Do you have any benchmarks for the viewer performance?

2\. how much can be improved with caching. i was able to get things working quite nicely with the dask cache - see some plots on this [#103 (comment)](https://github.com/napari/napari/issues/103#issuecomment-480640037), but the zarr caching didn't work so well for me.

Thanks for the pointer. I will have a look at it. Also, I am trying out some caching things myself and I will let you know if anything interesting comes up.

3\. what are limitations based around the size of the 2D array to be sent to the graphics card - right now scrolling with everything in memory will still be slow if the 2D array is too large. would we choose to break that bit into tiles ourselves too even if it wasn't naturally tiled?

Definitely sounds like something worth exploring. Also sounds like a good first issue to work on. Again, for these things some meaningful benchmarks would be great.

sofroniewn commented 4 years ago

No viewer benchmarks yet - we should definitely incorporate some into our CI. It's been something we've talked about as we've been adding features to ensure we don't have too much performance regression but we havn't gotten around to it. I think vispy has implemented something to do this on their end which we should check out. Definitely worth doing before making any serious push around performance

royerloic commented 4 years ago

I agree that we need smarter and better lazy rendering, caching and tiled render would be great to have more generally. But we first need to understand where are the bottlenecks.

I have been using napari to visualise light-sheet data with dask, and indeed it is pretty slow in the absence of caching... and for some reason moving some sliders is slower than for others. very strange. Once we get a better understanding of what are the bottlenecks we should be able to improve the situation.

For caching, one issue is that we can't tell if a cache entry is invalid, so the assumption is that we are looking at an array that is considered immutable -- although it might not be. That's probably not a big deal, but i can foresee some scenarios in which the array is undergoing 'on-the-fly- processing that one would want to 'see'.

Exciting to have @d-v-b and @constantinpape pitch in and join the napari party on this topic :-)

constantinpape commented 4 years ago

Ok, I will start looking into tiling once I have some more time. Any pointers to the general relevant area of the codebase are very welcome ;).
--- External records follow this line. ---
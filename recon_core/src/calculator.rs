//! Reference calculator: per-slice orchestration of the reconstruction.
//!
//! # Processing steps per slice
//! 1. Reset per-slice data, honor `max_slice_index`
//! 2. Collect each live target's report streams into its working set
//! 3. Fan out one task per target (rayon when multithreading):
//!    preprocess → init → step → smooth → resample → store
//! 4. Barrier, then publish references and fold counters sequentially

use crate::{
    annotations::{Annotation, AnnotationFactory},
    config::ReferenceCalculatorSettings,
    engine::{init_reconstruction, preprocess_measurements, step_measurements, InitOutcome},
    error::ConfigError,
    estimator::{EstimatorFactory, KalmanEstimatorFactory},
    interp::{LinearInterpolator, MeasurementInterpolator},
    resample::resample_target,
    slice::{prepare_targets, SliceWindow},
    smoothing::smooth_target,
    stats::ReconstructionStats,
    target::{ReconTarget, TargetReferences},
    types::{KalmanUpdate, TargetId},
};
use rayon::prelude::*;
use std::{collections::BTreeMap, sync::Arc, time::Instant};
use tracing::{debug, info};

/// Shared, read-only inputs of one per-target task.
struct TaskContext<'a> {
    settings: &'a ReferenceCalculatorSettings,
    estimators: &'a dyn EstimatorFactory,
    interpolator: &'a dyn MeasurementInterpolator,
    window: &'a SliceWindow,
}

/// Incrementally reconstructs reference trajectories slice by slice.
pub struct ReferenceCalculator {
    settings: ReferenceCalculatorSettings,
    estimators: Arc<dyn EstimatorFactory>,
    interpolator: Arc<dyn MeasurementInterpolator>,
    annotation_factory: Option<Arc<dyn AnnotationFactory>>,
    references: BTreeMap<TargetId, TargetReferences>,
    window: Option<SliceWindow>,
    slice_idx: usize,
}

impl ReferenceCalculator {
    /// Calculator with the Kalman estimator and linear interpolator.
    pub fn new(settings: ReferenceCalculatorSettings) -> Result<Self, ConfigError> {
        let estimators = Arc::new(KalmanEstimatorFactory::new(settings.estimator.clone()));
        Self::with_collaborators(settings, estimators, Arc::new(LinearInterpolator))
    }

    pub fn with_collaborators(
        settings: ReferenceCalculatorSettings,
        estimators: Arc<dyn EstimatorFactory>,
        interpolator: Arc<dyn MeasurementInterpolator>,
    ) -> Result<Self, ConfigError> {
        settings.validate()?;
        Ok(Self {
            settings,
            estimators,
            interpolator,
            annotation_factory: None,
            references: BTreeMap::new(),
            window: None,
            slice_idx: 0,
        })
    }

    /// Record annotations for the targets selected in the debug settings.
    pub fn with_annotations(mut self, factory: Arc<dyn AnnotationFactory>) -> Self {
        self.annotation_factory = Some(factory);
        self
    }

    pub fn settings(&self) -> &ReferenceCalculatorSettings {
        &self.settings
    }

    pub fn slice_index(&self) -> usize {
        self.slice_idx
    }

    /// Working set of a target, if it has one.
    pub fn target_references(&self, id: TargetId) -> Option<&TargetReferences> {
        self.references.get(&id)
    }

    /// Start a new session.
    pub fn reset(&mut self) {
        self.references.clear();
        self.window = None;
        self.slice_idx = 0;
    }

    /// Bring per-target state to the start of `window`.
    pub fn prepare_for_next_slice(
        &mut self,
        window: SliceWindow,
        targets: &BTreeMap<TargetId, ReconTarget>,
    ) {
        let summary = prepare_targets(&mut self.references, &window, |id| {
            targets.contains_key(&id)
        });
        if window.first_slice {
            self.slice_idx = 0;
        } else {
            self.slice_idx += 1;
        }
        info!(
            slice = self.slice_idx,
            slice_begin = window.slice_begin,
            join_threshold = window.join_threshold(),
            removed_targets = summary.removed_targets,
            "prepared slice"
        );
        self.window = Some(window);
    }

    /// Reconstruct every target of the current slice and publish the
    /// results into `targets`.
    ///
    /// # Panics
    /// If a working set has no counterpart in `targets` at publication.
    pub fn compute_references(
        &mut self,
        targets: &mut BTreeMap<TargetId, ReconTarget>,
    ) -> ReconstructionStats {
        let start_total = Instant::now();
        let mut stats = ReconstructionStats::default();

        // ----------------------------------------------------------------
        // Step 1: reset per-slice data
        // ----------------------------------------------------------------
        for refs in self.references.values_mut() {
            refs.reset_slice_data();
        }
        if let Some(max) = self.settings.max_slice_index {
            if self.slice_idx > max {
                info!(slice = self.slice_idx, max, "slice index past limit, skipping");
                return stats;
            }
        }
        let window = self
            .window
            .unwrap_or_else(|| SliceWindow::first(f64::NEG_INFINITY, f64::INFINITY));

        // ----------------------------------------------------------------
        // Step 2: collect input per live target
        // ----------------------------------------------------------------
        for (id, target) in targets.iter() {
            let refs = self
                .references
                .entry(*id)
                .or_insert_with(|| TargetReferences::new(*id));

            for (key, mms) in &target.streams {
                if self.settings.uses_content_type(key.content_id) && !mms.is_empty() {
                    refs.pending.push((*key, mms.clone()));
                }
            }

            if refs.annotations.is_none() && self.settings.debug.debug_target(*id) {
                if let Some(factory) = &self.annotation_factory {
                    refs.annotations = Some(factory.create(*id));
                }
            }
        }

        // ----------------------------------------------------------------
        // Step 3: per-target reconstruction
        // ----------------------------------------------------------------
        let t0 = Instant::now();
        let ctx = TaskContext {
            settings: &self.settings,
            estimators: self.estimators.as_ref(),
            interpolator: self.interpolator.as_ref(),
            window: &window,
        };
        if self.settings.multithreading {
            self.references
                .par_iter_mut()
                .for_each(|(_, refs)| reconstruct_target(refs, &ctx));
        } else {
            self.references
                .iter_mut()
                .for_each(|(_, refs)| reconstruct_target(refs, &ctx));
        }
        let reconstruct_us = t0.elapsed().as_micros() as u64;

        // ----------------------------------------------------------------
        // Step 4: publish and fold stats
        // ----------------------------------------------------------------
        for (id, refs) in self.references.iter_mut() {
            let target = targets
                .get_mut(id)
                .unwrap_or_else(|| panic!("target {id} missing at publication"));

            target.publish_references(&refs.references);
            stats.num_targets += 1;
            stats.num_measurements += refs.measurements.len() as u64;
            stats.num_references += refs.references.len() as u64;
            stats.counts += refs.counts;
            refs.references.clear();
        }
        stats.num_slices = 1;

        info!(
            slice = self.slice_idx,
            targets = stats.num_targets,
            measurements = stats.num_measurements,
            references = stats.num_references,
            failed = stats.counts.num_updates_failed,
            skipped = stats.counts.num_updates_skipped,
            reconstruct_us,
            total_us = start_total.elapsed().as_micros() as u64,
            "computed references"
        );
        stats
    }

    /// Hand out what the annotation sinks recorded so far.
    pub fn take_annotations(&mut self) -> BTreeMap<TargetId, Vec<Annotation>> {
        self.references
            .iter_mut()
            .filter_map(|(id, refs)| {
                let drained = refs.annotations.as_mut()?.drain();
                Some((*id, drained))
            })
            .collect()
    }
}

/// Full reconstruction of one target for the current slice.
fn reconstruct_target(refs: &mut TargetReferences, ctx: &TaskContext<'_>) {
    let settings = ctx.settings;
    let debug_target = settings.debug.debug_target(refs.id);

    preprocess_measurements(refs, settings, ctx.interpolator);

    let mut estimator = ctx.estimators.create(settings.filter_kind);
    let n_before = refs.updates.len();

    let final_updates = match init_reconstruction(
        refs,
        estimator.as_mut(),
        ctx.window,
        debug_target,
    ) {
        InitOutcome::NoMeasurements | InitOutcome::NoStartIndex => {
            debug!(target_id = %refs.id, carried = n_before, "nothing new to filter");
            if n_before == 0 {
                return;
            }
            refs.carried_over(settings.smooth_rts).to_vec()
        }
        InitOutcome::Ready { first_step } => {
            step_measurements(
                refs,
                estimator.as_mut(),
                first_step,
                debug_target,
                &settings.debug,
            );
            if settings.smooth_rts {
                smooth_target(refs, estimator.as_ref(), n_before);
                refs.updates_smooth.clone()
            } else {
                refs.updates.clone()
            }
        }
    };

    let final_updates = if settings.resample_result {
        let resampler = ctx.estimators.create(settings.filter_kind.resample_kind());
        resample_target(refs, resampler.as_ref(), &final_updates)
    } else {
        final_updates
    };

    refs.references = estimator.store_updates(&final_updates);

    debug!(
        target_id = %refs.id,
        measurements = refs.measurements.len(),
        updates = refs.updates.len(),
        references = refs.references.len(),
        valid = refs.counts.num_updates_valid,
        failed = refs.counts.num_updates_failed,
        skipped = refs.counts.num_updates_skipped,
        "reconstructed target"
    );
}

// ---------------------------------------------------------------------------
// Tests
// ---------------------------------------------------------------------------
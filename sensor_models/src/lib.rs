//! `sensor_models`: Observation models and default uncertainties for the
//! reconstruction filters.
//!
//! The filter state is always the 2D kinematic vector
//! `[px, py, vx, vy, ax, ay]`; see [`state`] for the index layout.

pub mod observation;
pub mod uncertainty;

pub use observation::{CartesianObservation, Kinematics2D, ObservationModel, PositionAccuracy};
pub use uncertainty::Uncertainty;

/// State vector layout shared by every filter in the workspace.
pub mod state {
    /// Dimension of the kinematic state vector.
    pub const DIM: usize = 6;

    pub const PX: usize = 0;
    pub const PY: usize = 1;
    pub const VX: usize = 2;
    pub const VY: usize = 3;
    pub const AX: usize = 4;
    pub const AY: usize = 5;
}
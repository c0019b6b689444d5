use std::path::PathBuf;

use street_continuity_core::prelude::*;

use pyo3::exceptions::{PyRuntimeError, PyValueError};
use pyo3::prelude::*;
#[cfg(feature = "stubgen")]
use pyo3_stub_gen::derive::{gen_stub_pyclass, gen_stub_pyfunction, gen_stub_pymethods};

/// Converts a core error into the matching Python exception.
///
/// Problems with the input data become `ValueError`, everything else
/// (I/O, serialization) becomes `RuntimeError`.
pub(crate) fn to_py_err(context: &str, error: Error) -> PyErr {
    match error {
        Error::InvalidEdge { .. }
        | Error::MissingNode { .. }
        | Error::DuplicateNode(_)
        | Error::NotFound(_)
        | Error::InvalidAngle(_)
        | Error::InvalidData(_) => PyErr::new::<PyValueError, _>(format!("{context}: {error}")),
        _ => PyErr::new::<PyRuntimeError, _>(format!("{context}: {error}")),
    }
}

/// PrimalGraph
///
/// Street network in its primal form: intersections are nodes and street
/// segments are undirected edges. Segments carry a length in meters, a
/// street name and a street class (label).
///
/// Graphs are built either node by node with `add_node` / `add_edge`
/// followed by `build_adjacency`, or loaded from CSV files with `read_csv`.
///
/// Example:
///
/// .. code-block:: python
///
///     graph = PrimalGraph(use_label=True)
///     graph.add_node("a", -23.55, -46.63)
///     graph.add_node("b", -23.55, -46.62)
///     graph.add_edge("ab", "a", "b", label="primary")
///     graph.build_adjacency()
///     dual = dual_mapper(graph, 120.0)
#[cfg_attr(feature = "stubgen", gen_stub_pyclass)]
#[pyclass(name = "PrimalGraph")]
pub struct PyPrimalGraph {
    pub(crate) inner: PrimalGraph,
}

#[cfg_attr(feature = "stubgen", gen_stub_pymethods)]
#[pymethods]
impl PyPrimalGraph {
    /// Create an empty graph. With `use_label=False` street classes are
    /// ignored and every segment is `unclassified` (ICN).
    #[new]
    #[pyo3(signature = (use_label = true))]
    pub fn new(use_label: bool) -> Self {
        Self {
            inner: PrimalGraph::new(use_label),
        }
    }

    /// Add an intersection. Raises `ValueError` on duplicate ids and on
    /// coordinates that are not finite or out of range.
    pub fn add_node(&mut self, id: String, lat: f64, lon: f64) -> PyResult<()> {
        self.inner
            .add_node(id, lat, lon)
            .map(|_| ())
            .map_err(|e| to_py_err("Failed to add node", e))
    }

    /// Add a street segment between two existing intersections.
    ///
    /// A missing length is computed from the endpoint coordinates, a missing
    /// name becomes `unknown` and a missing label `unclassified`.
    #[pyo3(signature = (id, source, target, length = None, name = None, label = None))]
    pub fn add_edge(
        &mut self,
        id: String,
        source: String,
        target: String,
        length: Option<f64>,
        name: Option<String>,
        label: Option<String>,
    ) -> PyResult<()> {
        let record = EdgeRecord {
            id,
            source,
            target,
            length,
            name,
            label,
        };
        self.inner
            .add_edge(record)
            .map(|_| ())
            .map_err(|e| to_py_err("Failed to add edge", e))
    }

    /// Rebuild the neighborhood index after the last insertion.
    pub fn build_adjacency(&mut self) {
        self.inner.build_adjacency();
    }

    pub fn node_count(&self) -> usize {
        self.inner.node_count()
    }

    pub fn edge_count(&self) -> usize {
        self.inner.edge_count()
    }

    /// Number of segments already claimed by a street.
    pub fn consumed_count(&self) -> usize {
        self.inner.consumed_count()
    }

    /// Ids of the intersections adjacent to `id`.
    pub fn neighbors(&self, id: &str) -> PyResult<Vec<String>> {
        let index = self
            .inner
            .node_index(id)
            .ok_or_else(|| to_py_err("Unknown node", Error::NotFound(id.to_string())))?;
        Ok(self
            .inner
            .neighbors_of(index)
            .iter()
            .map(|&(neighbor, _)| self.inner.graph[neighbor].id.clone())
            .collect())
    }

    fn __repr__(&self) -> String {
        format!(
            "PrimalGraph with {} nodes and {} edges ({})",
            self.inner.node_count(),
            self.inner.edge_count(),
            if self.inner.use_label() { "HICN" } else { "ICN" }
        )
    }

    fn __str__(&self) -> String {
        self.__repr__()
    }
}

/// Load a primal graph from CSV files
///
/// Parameters
/// ----------
/// nodes_path : str
///     CSV file with rows ``id, longitude, latitude``
/// edges_path : str
///     CSV file with rows ``id, source, target, length, name, label``
/// use_label : bool, default=True
///     Keep street classes (HICN). With ``False`` every segment is
///     ``unclassified`` (ICN).
/// has_header : bool, default=False
///     Skip the first row of both files
///
/// Returns
/// -------
/// PrimalGraph
///     Graph with its adjacency index already built
///
/// Raises
/// ------
/// ValueError
///     If a node has invalid coordinates or an edge references an unknown node
/// RuntimeError
///     If a file cannot be read
///
/// Notes
/// -----
/// Self-loops, zero-length segments and rows with unparsable lengths are
/// dropped with a warning.
#[cfg_attr(feature = "stubgen", gen_stub_pyfunction)]
#[pyfunction(name = "read_csv")]
#[pyo3(signature = (nodes_path, edges_path, use_label = true, has_header = false))]
pub fn py_read_csv(
    nodes_path: &str,
    edges_path: &str,
    use_label: bool,
    has_header: bool,
) -> PyResult<PyPrimalGraph> {
    let graph = read_csv(
        &PathBuf::from(nodes_path),
        &PathBuf::from(edges_path),
        use_label,
        has_header,
    )
    .map_err(|e| to_py_err("Failed to read primal graph", e))?;

    Ok(PyPrimalGraph { inner: graph })
}
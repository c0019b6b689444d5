//! This module is responsible for loading street networks and building the
//! dual representation from them.

mod builder;
mod config;
pub mod csv;

pub use builder::{MappedNetwork, create_dual_graph};
pub use config::StreetNetworkConfig;
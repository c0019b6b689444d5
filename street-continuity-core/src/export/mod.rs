//! Writers for mapped dual networks

mod supplementary;
mod to_geojson;

pub use supplementary::{write_dual_edges, write_supplementary};
//! Dual street network model

pub mod components;
pub mod network;

pub use components::{DualEdge, DualId, DualNode};
pub use network::DualGraph;
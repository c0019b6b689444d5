//! Growth of a single street from a seed segment.
//!
//! A street has two ends. Each round, every open end looks for unconsumed
//! segments of the same class leaving its current node and, through
//! `negotiate`, absorbs the straightest one if it is straight enough. An end
//! without candidates closes for good. Growth stops after the first round in
//! which neither end absorbed anything. Every absorption consumes a primal
//! edge and consumed edges are never released, so the number of rounds is
//! bounded by the number of edges.

use std::collections::VecDeque;

use hashbrown::HashSet;
use petgraph::graph::{EdgeIndex, NodeIndex};

use super::continuation::{Continuation, negotiate};
use crate::model::{DualId, DualNode, PrimalGraph};

#[derive(Debug, Clone, Copy, PartialEq, Eq)]
pub(crate) enum EndState {
    Open,
    Closed,
}

#[derive(Debug, Clone, Copy, PartialEq, Eq)]
pub(crate) enum Side {
    /// Upstream end, grown by prepending
    Source,
    /// Downstream end, grown by appending
    Target,
}

#[derive(Debug, Clone, Copy)]
struct StreetEnd {
    node: NodeIndex,
    /// Boundary edge, the latest one absorbed at this end
    edge: EdgeIndex,
    state: EndState,
}

/// Street under construction, expressed in primal graph indices.
#[derive(Debug, Clone)]
pub(crate) struct Street {
    pub(crate) id: DualId,
    source: StreetEnd,
    target: StreetEnd,
    length: f64,
    label: String,
    names: Vec<String>,
    nodes: Vec<NodeIndex>,
    pub(crate) node_set: HashSet<NodeIndex>,
    edges: VecDeque<(NodeIndex, NodeIndex)>,
}

impl Street {
    /// Starts a street from `seed`, claiming it.
    pub(crate) fn seed(primal: &mut PrimalGraph, id: DualId, seed: EdgeIndex) -> Self {
        let claimed = primal.consume(seed);
        debug_assert!(claimed, "seed edge was already consumed");

        let edge = primal.edge_at(seed);
        let (source, target) = (edge.source, edge.target);

        Self {
            id,
            source: StreetEnd {
                node: source,
                edge: seed,
                state: EndState::Open,
            },
            target: StreetEnd {
                node: target,
                edge: seed,
                state: EndState::Open,
            },
            length: edge.length,
            label: edge.label.clone(),
            names: vec![edge.name.clone()],
            nodes: vec![source, target],
            node_set: HashSet::from_iter([source, target]),
            edges: VecDeque::from([(source, target)]),
        }
    }

    /// Grows both ends until a full round absorbs nothing.
    /// Returns the number of segments absorbed besides the seed.
    pub(crate) fn grow(&mut self, primal: &mut PrimalGraph, min_angle: f64) -> usize {
        let mut absorbed = 0;
        loop {
            let mut progressed = false;
            for side in [Side::Source, Side::Target] {
                if self.advance(primal, side, min_angle) {
                    absorbed += 1;
                    progressed = true;
                }
            }
            if !progressed {
                return absorbed;
            }
        }
    }

    #[cfg(test)]
    fn end_state(&self, side: Side) -> EndState {
        self.end(side).state
    }

    fn end(&self, side: Side) -> &StreetEnd {
        match side {
            Side::Source => &self.source,
            Side::Target => &self.target,
        }
    }

    fn end_mut(&mut self, side: Side) -> &mut StreetEnd {
        match side {
            Side::Source => &mut self.source,
            Side::Target => &mut self.target,
        }
    }

    fn opposite(&self, side: Side) -> &StreetEnd {
        match side {
            Side::Source => &self.target,
            Side::Target => &self.source,
        }
    }

    /// One step at one end. Returns `true` if a segment was absorbed.
    fn advance(&mut self, primal: &mut PrimalGraph, side: Side, min_angle: f64) -> bool {
        let end = *self.end(side);
        if end.state == EndState::Closed {
            return false;
        }

        let candidates = self.candidates(primal, side);
        if candidates.is_empty() {
            self.end_mut(side).state = EndState::Closed;
            return false;
        }

        match negotiate(primal, &candidates, end.node, end.edge, min_angle) {
            Some(choice) => {
                self.absorb(primal, side, choice);
                true
            }
            None => false,
        }
    }

    /// Unconsumed, same-class segments leaving the end, except the one
    /// leading straight to the opposite end.
    fn candidates(&self, primal: &PrimalGraph, side: Side) -> Vec<(NodeIndex, EdgeIndex)> {
        let pivot = self.end(side).node;
        let opposite = self.opposite(side).node;

        primal
            .neighbors_of(pivot)
            .iter()
            .filter(|&&(neighbor, edge)| {
                neighbor != opposite
                    && !primal.is_consumed(edge)
                    && primal.edge_at(edge).label == self.label
            })
            .copied()
            .collect()
    }

    fn absorb(&mut self, primal: &mut PrimalGraph, side: Side, choice: Continuation) {
        primal.consume(choice.edge);
        let segment = primal.edge_at(choice.edge);

        let end = self.end_mut(side);
        let pivot = end.node;
        end.node = choice.neighbor;
        end.edge = choice.edge;

        match side {
            Side::Source => self.edges.push_front((choice.neighbor, pivot)),
            Side::Target => self.edges.push_back((pivot, choice.neighbor)),
        }

        self.length += segment.length;
        if !self.names.contains(&segment.name) {
            self.names.push(segment.name.clone());
        }
        if self.node_set.insert(choice.neighbor) {
            self.nodes.push(choice.neighbor);
        }
    }

    /// Converts indices back to the loader's ids.
    pub(crate) fn freeze(self, primal: &PrimalGraph) -> DualNode {
        let node_id = |index: NodeIndex| primal.node_at(index).id.clone();
        let edge_id = |index: EdgeIndex| primal.edge_at(index).id.clone();

        DualNode {
            id: self.id,
            source_node: node_id(self.source.node),
            target_node: node_id(self.target.node),
            source_edge: edge_id(self.source.edge),
            target_edge: edge_id(self.target.edge),
            length: self.length,
            label: self.label,
            names: self.names,
            nodes: self.nodes.into_iter().map(node_id).collect(),
            edges: self
                .edges
                .into_iter()
                .map(|(u, v)| (node_id(u), node_id(v)))
                .collect(),
        }
    }
}
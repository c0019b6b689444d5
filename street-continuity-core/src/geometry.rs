//! Great-circle geometry used by the continuity negotiation.

use geo::{Distance, Haversine, Point};

/// Great-circle distance in metres between two `(lon, lat)` points.
pub fn distance(a: Point<f64>, b: Point<f64>) -> f64 {
    Haversine.distance(a, b)
}

/// Great-circle distance rounded to centimetres, the precision at which
/// segment lengths are stored.
pub fn segment_length(a: Point<f64>, b: Point<f64>) -> f64 {
    (distance(a, b) * 100.0).round() / 100.0
}

/// Angle in degrees at `pivot` between `pivot -> neighbor` and `pivot -> anchor`.
///
/// Uses the law of cosines over great-circle side lengths:
/// `cos θ = (a² + b² - c²) / 2ab` with `a = |neighbor, pivot|`,
/// `b = |pivot, anchor|` and `c = |neighbor, anchor|`. The cosine is clamped
/// to `[-1, 1]` so rounding noise never leaves the domain of `acos`.
///
/// Returns `None` when one of the sides adjacent to the pivot has zero length,
/// since the angle is undefined there.
pub fn turn_angle(neighbor: Point<f64>, pivot: Point<f64>, anchor: Point<f64>) -> Option<f64> {
    let a = distance(neighbor, pivot);
    let b = distance(pivot, anchor);
    let c = distance(neighbor, anchor);

    if a <= 0.0 || b <= 0.0 {
        return None;
    }

    let cos_law = ((a * a + b * b - c * c) / (2.0 * a * b)).clamp(-1.0, 1.0);
    let angle = cos_law.acos().to_degrees();

    angle.is_finite().then_some(angle)
}

#[cfg(test)]
mod tests {
    use super::*;

    fn approx_eq(a: f64, b: f64, tol: f64) -> bool {
        (a - b).abs() < tol
    }

    #[test]
    fn distance_is_symmetric() {
        let a = Point::new(-47.89, -22.01);
        let b = Point::new(-47.88, -22.02);
        assert!(approx_eq(distance(a, b), distance(b, a), 1e-9));
        assert!(distance(a, b) > 0.0);
    }

    #[test]
    fn one_degree_along_equator() {
        let d = distance(Point::new(0.0, 0.0), Point::new(1.0, 0.0));
        assert!(approx_eq(d, 111_195.0, 5.0), "got {d}");
    }

    #[test]
    fn segment_length_rounds_to_centimetres() {
        let d = segment_length(Point::new(0.0, 0.0), Point::new(0.001, 0.0));
        assert!(approx_eq(d * 100.0, (d * 100.0).round(), 1e-6));
    }

    #[test]
    fn colinear_points_make_straight_angle() {
        let angle = turn_angle(
            Point::new(2.0, 0.0),
            Point::new(1.0, 0.0),
            Point::new(0.0, 0.0),
        )
        .unwrap();
        assert!(approx_eq(angle, 180.0, 1e-4), "got {angle}");
    }

    #[test]
    fn right_angle_near_equator() {
        let angle = turn_angle(
            Point::new(0.001, 0.001),
            Point::new(0.001, 0.0),
            Point::new(0.0, 0.0),
        )
        .unwrap();
        assert!(approx_eq(angle, 90.0, 0.01), "got {angle}");
    }

    #[test]
    fn coincident_points_are_degenerate() {
        let p = Point::new(10.0, 10.0);
        assert!(turn_angle(p, p, Point::new(11.0, 10.0)).is_none());
        assert!(turn_angle(Point::new(11.0, 10.0), p, p).is_none());
    }

    #[test]
    fn neighbor_on_anchor_folds_back() {
        let angle = turn_angle(
            Point::new(0.0, 0.0),
            Point::new(0.001, 0.0),
            Point::new(0.0, 0.0),
        )
        .unwrap();
        assert!(approx_eq(angle, 0.0, 1e-3), "got {angle}");
    }
}
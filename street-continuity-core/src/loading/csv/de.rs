use std::fs::File;
use std::path::Path;

use log::warn;

use crate::Error;

/// Reads every row of a headerless-or-headed CSV file into `T`, by column
/// position. Rows that fail to deserialize are skipped with a warning.
pub fn deserialize_csv_file<T>(path: &Path, has_header: bool) -> Result<Vec<T>, Error>
where
    T: for<'de> serde::Deserialize<'de>,
{
    let file = File::open(path).map_err(|e| {
        std::io::Error::new(
            e.kind(),
            format!("Failed to open file '{}': {}", path.display(), e),
        )
    })?;

    let mut reader = csv::ReaderBuilder::new()
        .has_headers(false)
        .flexible(true)
        .trim(csv::Trim::All)
        .from_reader(file);

    let rows = reader
        .deserialize()
        .skip(usize::from(has_header))
        .enumerate()
        .filter_map(|(line, row)| match row {
            Ok(row) => Some(row),
            Err(e) => {
                warn!(
                    "Skipping malformed row {} of '{}': {}",
                    line + 1 + usize::from(has_header),
                    path.display(),
                    e
                );
                None
            }
        })
        .collect::<Vec<T>>();

    Ok(rows)
}

/// Parses an optional numeric column; an empty field is `None`.
pub(super) fn parse_optional_f64(value: &str) -> Result<Option<f64>, std::num::ParseFloatError> {
    if value.is_empty() {
        Ok(None)
    } else {
        value.parse::<f64>().map(Some)
    }
}

pub(super) fn non_empty(value: String) -> Option<String> {
    if value.is_empty() { None } else { Some(value) }
}
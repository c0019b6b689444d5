//! Data model for continuity negotiation
//!
//! The primal graph describes the street network as loaded; the dual graph
//! is the result of merging its segments into continuous streets.

pub mod dual;
pub mod primal;

pub use dual::{DualEdge, DualGraph, DualId, DualNode};
pub use primal::{EdgeRecord, PrimalEdge, PrimalGraph, PrimalNode, UNCLASSIFIED, UNKNOWN_NAME};
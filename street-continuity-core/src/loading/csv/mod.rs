//! Primal graph from a pair of CSV files

mod de;
mod processor;
mod raw_types;

pub use de::deserialize_csv_file;
pub use processor::read_csv;
pub use raw_types::{RawEdge, RawNode};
No viewer benchmarks yet - we should definitely incorporate some into our CI. It's been something we've talked about as we've been adding features to ensure we don't have too much performance regression but we havn't gotten around to it.

Is there an issue about this yet? Should I make one?

sofroniewn commented 4 years ago

@constantinpape there's no issue about benchmarks - do you want to make one and we can start discussing them there. @bryantChhun may have some experience too. I think that's probably the first PR to make and then we can work on the tiling.

For the tiling one of the key lines in the codebase will be where we slice the data array and then pass it over to vispy for the rendering here - https://github.com/napari/napari/blob/38f70f98249c57fc9739e4436941d9916971e9b1/napari/layers/image/image.py#L282

constantinpape commented 4 years ago

@constantinpape there's no issue about benchmarks - do you want to make one and we can start discussing them there.

See #476.

For the tiling one of the key lines in the codebase will be where we slice the data array and then pass it over to vispy for the rendering here -

Thanks for the pointer!

jni commented 4 years ago

Just to chime in here again: I actually just ran into this issue while trying the following example on a pyramid view, where one of the layers is delayed processing result:

import numpy as np
import dask.array as da
from dask.cache import Cache
from dask_image.ndfilters import gaussian_filter
from napari import Viewer, gui_qt

cache = Cache(2e9)  # Leverage two gigabytes of memory
cache.register()

pyramid = [da.random.random((2**17/2**i, 2**18/2**i), chunks=(256, 256))
           for i in range(10)]
pyramid_sigma = [gaussian_filter(arr, 5/2**i)
                 for i, arr in enumerate(pyramid)]

with gui_qt():
    # create an empty viewer
    viewer = Viewer()

    # add the pyramid
    layer = viewer.add_image(pyramid, name='slide', is_pyramid=True,
                             contrast_limits=[0, 1])
    layer_gauss = viewer.add_image(pyramid_sigma, name='blurred',
                                   is_pyramid=True,
                                   contrast_limits=[0, 1])

I think this sort of thing should work in general. Right now though, if you zoom right in, panning works until you find a block boundary, and then the viewer blocks until the whole thing is loaded. It would be much nicer if you could continue panning and get a black background as the blocks are loaded. I think this might actually not be too terrible to work out.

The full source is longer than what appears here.